Airport scans radiations: be careful

Radiation risks cited in full-body airport scans

Full-body airport security scanners manufactured by Torrance-based Rapiscan Inc. expose the skin to high radiation levels that may lead to cancer and other health problems, according to researchers from the University of California, San Francisco.

Particularly at risk, the researchers said, are travelers who are pregnant, elderly or have weakened immune systems.

The machines emit X-ray energy levels that would be safe if they were distributed throughout the body, but a majority of that energy is delivered to the skin and underlying tissue at levels that “may be dangerously high,” the researchers wrote last month to the White House Office of Science and Technology.

Two Rapiscan backscatter machines have been tested over the past two years at Los Angeles International Airport, with more expected to arrive by the end of the year as part of a nationwide deployment.

“These scanners work because of the energy level of X-rays being concentrated on one area of the body,” said David Agard, a professor of biochemistry and biophysics at UC San Francisco and one of the four researchers who raised concerns about the machines.

“The numbers are small, mind you, so it’s not like this is a chest X-ray by any means,” Agard said. “But it is an increment of radiation that isn’t trivial.”

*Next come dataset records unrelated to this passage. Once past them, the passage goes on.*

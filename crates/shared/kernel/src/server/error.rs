use super::state::ApiStateError;
use axum::Json;
use axum::extract::rejection::QueryRejection;
use axum::http::StatusCode;
use axum::response::{IntoResponse, Response};
use pantry_derive::api_model;
use std::borrow::Cow;
use tracing::error;

/// JSON body of every non-2xx response.
#[api_model]
pub struct ErrorBody {
    #[cfg_attr(feature = "server", schema(example = "Not found: recipe '42'"))]
    pub error: String,
}

/// Errors a handler can return; each maps to one HTTP status.
#[pantry_derive::pantry_error]
pub enum ApiError {
    #[error("Not found{}: {message}", format_context(.context))]
    NotFound { message: Cow<'static, str>, context: Option<Cow<'static, str>> },
    #[error("Bad request{}: {message}", format_context(.context))]
    BadRequest { message: Cow<'static, str>, context: Option<Cow<'static, str>> },
    #[error("Internal error{}: {message}", format_context(.context))]
    Internal { message: Cow<'static, str>, context: Option<Cow<'static, str>> },
}

impl ApiError {
    pub fn not_found(message: impl Into<Cow<'static, str>>) -> Self {
        Self::NotFound { message: message.into(), context: None }
    }

    pub fn bad_request(message: impl Into<Cow<'static, str>>) -> Self {
        Self::BadRequest { message: message.into(), context: None }
    }

    #[must_use]
    pub const fn status(&self) -> StatusCode {
        match self {
            Self::NotFound { .. } => StatusCode::NOT_FOUND,
            Self::BadRequest { .. } => StatusCode::BAD_REQUEST,
            Self::Internal { .. } => StatusCode::INTERNAL_SERVER_ERROR,
        }
    }
}

impl From<ApiStateError> for ApiError {
    fn from(err: ApiStateError) -> Self {
        Self::Internal { message: err.to_string().into(), context: None }
    }
}

impl From<QueryRejection> for ApiError {
    fn from(rejection: QueryRejection) -> Self {
        Self::BadRequest { message: rejection.body_text().into(), context: None }
    }
}

impl IntoResponse for ApiError {
    fn into_response(self) -> Response {
        let status = self.status();
        if status.is_server_error() {
            error!(error = %self, "Request failed");
        }

        (status, Json(ErrorBody { error: self.to_string() })).into_response()
    }
}
use pantry_domain::config::{ApiConfig, CatalogConfig, ServerConfig};
use serde_json::json;
use std::path::PathBuf;

#[test]
fn config_defaults_are_sane() {
    let server = ServerConfig::default();
    assert_eq!(server.port, 4583);
    assert!(server.address.is_unspecified());
    assert!(server.ssl.is_none());

    let catalog = CatalogConfig::default();
    assert!(catalog.seed.is_none());
}

#[test]
fn api_config_deserializes() {
    let raw = json!({
        "server": { "address": "127.0.0.1", "port": 8080 },
        "catalog": { "seed": "/srv/pantry/catalog.json" }
    });

    let cfg: ApiConfig = serde_json::from_value(raw).expect("config deserialize");
    assert_eq!(cfg.server.port, 8080);
    assert!(cfg.server.address.is_loopback());
    assert_eq!(cfg.catalog.seed, Some(PathBuf::from("/srv/pantry/catalog.json")));
}

#[test]
fn partial_config_falls_back_to_defaults() {
    let cfg: ApiConfig = serde_json::from_value(json!({ "server": { "port": 9000 } })).unwrap();
    assert_eq!(cfg.server.port, 9000);
    assert!(cfg.catalog.seed.is_none());
}

#[test]
fn clones_are_copy_on_write() {
    let original = ApiConfig::default();
    let mut changed = original.clone();
    changed.server.port = 1;

    assert_eq!(original.server.port, 4583);
    assert_eq!(changed.server.port, 1);
}

#[test]
fn socket_addr_joins_address_and_port() {
    let cfg: ApiConfig =
        serde_json::from_value(json!({ "server": { "address": "127.0.0.1", "port": 8081 } })).unwrap();
    assert_eq!(cfg.server.socket_addr().to_string(), "127.0.0.1:8081");
}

Executives at Rapiscan’s office in Torrance referred inquiries to the company’s spokesman in Arlington, Va., who did not return four phone calls seeking


However, officials with the Department of Homeland Security defended the use of Rapiscan’s backscatter machines, which are 9 feet long and 6” feet wide and bounce low-level X-rays off airlines passengers to peek underneath clothes as a secondary security screening measure.

While radiation exposure should be avoided, the amount of energy emitted from the machines is equal to two minutes in flight at cruising altitude, said Dr. Alex Garza, chief medical officer for the Department of Homeland Security.

Travelers who do not wish to be screened can still opt for a full-body pat-down, Garza said.

“The radiation exposure risk of backscatter imaging technology is so low, it’s almost negligible,” Garza said. “We take very seriously our duty to deploy technology to prevent terrorist attacks and protect the American people; however, we will not compromise on the safety to the public in meeting that goal.”

Politicians called for a wide deployment of the body imaging scanners nationwide just weeks after a 23-year-old Nigerian national allegedly tried to light an explosive device aboard a Northwest Airlines flight from Amsterdam to Detroit on Christmas Day. Authorities have said the machines would have been able to detect the explosives, which were hidden in the man’s underwear.

The Transportation Security Administration is expected to install 450 backscatter machines at LAX and 10 other airports across the country by the end of the year, funded by the American Recovery and Reinvestment Act.

At a cost of $190,000 each, the scanners produce intimate images that obscure the faces of passengers, but natural curves and crevices are seen clearly enough to detect hidden weapons or explosives. The graphic portraits are immediately deleted after they are viewed by security screeners in a remote, enclosed area away from passengers.

The National Council on Radiation Protection and Measurements released a statement last week that said a traveler would need to go through 2,500 body scans annually—or 10 times a day for a year—to meet the annual effective dose.

Researchers at UC San Francisco said that comparing the X-ray levels emitted from the machines to cosmic ray exposure during flights is “misleading.”

“Air travel cosmic rays are understood in terms of whole body volume doses, while these airport scanners deposit their energy directly into the skin,” Agard said. “We’re not trying to be alarmist, but cautious, and we would like the government to test these machines before they are put into wide use.”

Officials with the U.S. Food and Drug Administration said they found no problems with Rapiscan’s backscatter machines during tests conducted with the National Institute of Standards Technology and the Johns Hopkins University Applied Physics Laboratory.

The FDA is expected to respond to concerns raised by the team of UC San Francisco researchers sometime next month.

“We took their question seriously, but these machines are safe for the general public, including sensitive groups cited by UC San Francisco,” said Daniel Kassiday, an FDA specialist in radiation hazards. “The risk levels are extremely low, but communicating risk is never an easy thing when it comes to radiation.”